Les Légendes des Pyrénées/La fée des vertiges

Michel Lévy (p. 191-199).


LA FÉE DES VERTIGES


PAYS BASQUE


Comme la tête tourne en plongeant
la vue au fond de ces abîmes !
Shakspeare.


Quand parvenu à gravir, les yeux fixés sur l’étroit chemin qui serpente à travers les abîmes, quelques-unes de ces marches gigantesques que la main de Dieu a jetées là pour aider le voyageur altéré de science à monter jusqu’à lui, vous jetez un regard furtif sur les profondeurs séculaires des récifs suspendus à vos pieds, votre vue se trouble, on dirait qu’un nuage soudain la voile ; la terre manque sous vos pas ; en vain vous voudriez fuir, votre regard revient toujours se poser sur ces gouffres immenses, que l’Éternité même comblerait à peine. Il semble qu’il y ait au fond comme une lueur étrange dont l’éclat magnétique et fascinateur vous éblouit et vous attire. Si n’était même la main invisible et protectrice de votre ange gardien, vous iriez fatalement rouler dans ces sépulcres toujours béants, comme s’ils étaient la gueule de l’insatiable mort.

Les traditions du pays expliquent merveilleusement cette hallucination des sens, ces illusions du vertige, que le génie des poëtes allemands s’est plu à faire fantastiquement tournoyer sur le bouclier à facettes de l’Adamastor des montagnes.

Chacun de ces rochers, de ces gouffres, de ces abîmes est sous l’invocation d’une fée malfaisante que le montagnard appelle la Fée des Vertiges.

Ces sirènes dangereuses — une des plus poétiques réminiscences des superstitions antiques que le flot vainqueur du christianisme ait respectée dans sa course à travers les âges — ces sirènes dangereuses aux regards de flamme, aux provocations ardentes, fascinent le voyageur imprudent qui ose contempler leur sauvage beauté. Éperdu, le cœur serré d’effroi, il sent bien tout à coup un secret pressentiment de malheur prochain courir dans ses veines avec le frisson ;… mais il n’est plus temps.

Le fils d’Ève paie de sa vie les imprudences de sa curiosité, et l’on entend les rires d’une joie satanique se mêler aux rumeurs du vent.

L’une des dernières victimes dont le pays conserve le souvenir fut un jeune homme de Paris, de grande naissance, Jules de S…..

Voici maintenant comment j’appris son histoire.

Un jour que les médecins m’avaient ordonné les eaux de Cauterets et que j’approchais du pont d’Espagne en compagnie de Latapie, mon guide, je l’entendis tout à coup s’écrier, avec une sympathique intonation :

— Ah ! voilà le vieux père Jacques !

— Et qu’est-ce que le père Jacques ? lui dis-je.

— Le père Jacques, Monsieur !… Ah ! dame ! c’est un bon vieux brave homme qui demeure depuis bien des années en ce pays, et qu’on voit venir, chaque matin, s’agenouiller au pied de cette croix.

Je regardai alors avec attention l’inconnu qu’il me désignait et fus frappé de voir, malgré son âge, sa démarche encore ferme et assurée.
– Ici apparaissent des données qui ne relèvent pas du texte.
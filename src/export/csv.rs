//! Export items to CSV.
//!
//! Output is UTF-8 with BOM for Excel compatibility.

use std::io::{self, Write};

use crate::model::VisibleItem;
use crate::search::strip_html;

use super::megabytes;

const HEADER: &str = "ID,Title,Description,Item Type,Category,Related Date,Location,\
Owner Email,Shared With,Files Count,Total File Size (MB),File Names,Has Transcriptions,\
Has AI Descriptions,Created At,Updated At";

/// Write one header row and one row per item.
///
/// Lists (shared emails, file names) are joined with `"; "`. Descriptions
/// are written as plain text.
pub fn write_csv<W: Write>(items: &[VisibleItem], mut out: W) -> io::Result<()> {
    out.write_all(&[0xEF, 0xBB, 0xBF])?;
    writeln!(out, "{HEADER}")?;

    for item in items {
        let file_names = item
            .files
            .iter()
            .map(|f| f.name.as_str())
            .collect::<Vec<_>>()
            .join("; ");
        let row = [
            csv_escape(&item.id),
            csv_escape(&item.title),
            csv_escape(&strip_html(&item.description)),
            csv_escape(item.item_type.label()),
            csv_escape(item.category.label()),
            csv_escape(&item.related_date),
            csv_escape(&item.physical_location),
            csv_escape(&item.owner_email),
            csv_escape(&item.shared_with.join("; ")),
            item.files.len().to_string(),
            megabytes(item.total_file_size()),
            csv_escape(&file_names),
            yes_no(item.has_transcriptions()).to_string(),
            yes_no(item.has_ai_descriptions()).to_string(),
            item.created_at.map(|t| t.to_rfc3339()).unwrap_or_default(),
            item.updated_at.map(|t| t.to_rfc3339()).unwrap_or_default(),
        ];
        writeln!(out, "{}", row.join(","))?;
    }
    Ok(())
}

fn yes_no(flag: bool) -> &'static str {
    if flag {
        "Yes"
    } else {
        "No"
    }
}

/// Escape a value for CSV (RFC 4180): quote it when it holds a separator,
/// a quote or a line break, doubling inner quotes.
pub fn csv_escape(value: &str) -> String {
    if value.contains([',', '"', '\n', '\r']) {
        format!("\"{}\"", value.replace('"', "\"\""))
    } else {
        value.to_string()
    }
}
Parvenu à l’extrémité du rocher, il s’arrêta, se mit à genoux, fit dévotement le signe de la croix et sembla prier avec tant de ferveur que ma curiosité s’en trouva vivement piquée.

Je demandai à Latapie s’il savait pourquoi ce bon vieillard venait prier ainsi chaque jour…

— J’en sais bien quelque chose, me répondit-il, mais je n’ai jamais entendu le père Jacques raconter son histoire, et j’aurais peur de me tromper. Si Monsieur voulait bien la lui demander à lui-même, je suis bien sûr qu’il la lui conterait tout au long.

Je m’avançai alors, et le père Jacques, entendant le sable crépiter sous mes pas, releva la tête et tressaillit comme frappé d’une apparition… Ses mains s’élevèrent vers le ciel, ses lèvres articulèrent des mots sans suite, et ses yeux se fixèrent sur moi avec une indéfinissable expression de crainte et de bonheur.

— Ah ! mon Dieu !… c’est monsieur Jules ! c’est monsieur Jules !… exclama-t-il ; et ses larmes redoublèrent abondamment.

— Détrompez-vous, brave homme, lui dis-je en l’aidant à se relever, je ne suis pas celui que vous pensez…

Mais il ne m’écoutait pas et répétait avec anxiété en me désignant la pointe du rocher :

— Prenez garde !… prenez garde !… éloignez-vous… votre vie en dépend.

Je me reculai alors et, dès qu’il me vit hors de tout danger, l’effroi, qui se peignait jusque-là sur son visage, fit place à la plus douce bienveillance.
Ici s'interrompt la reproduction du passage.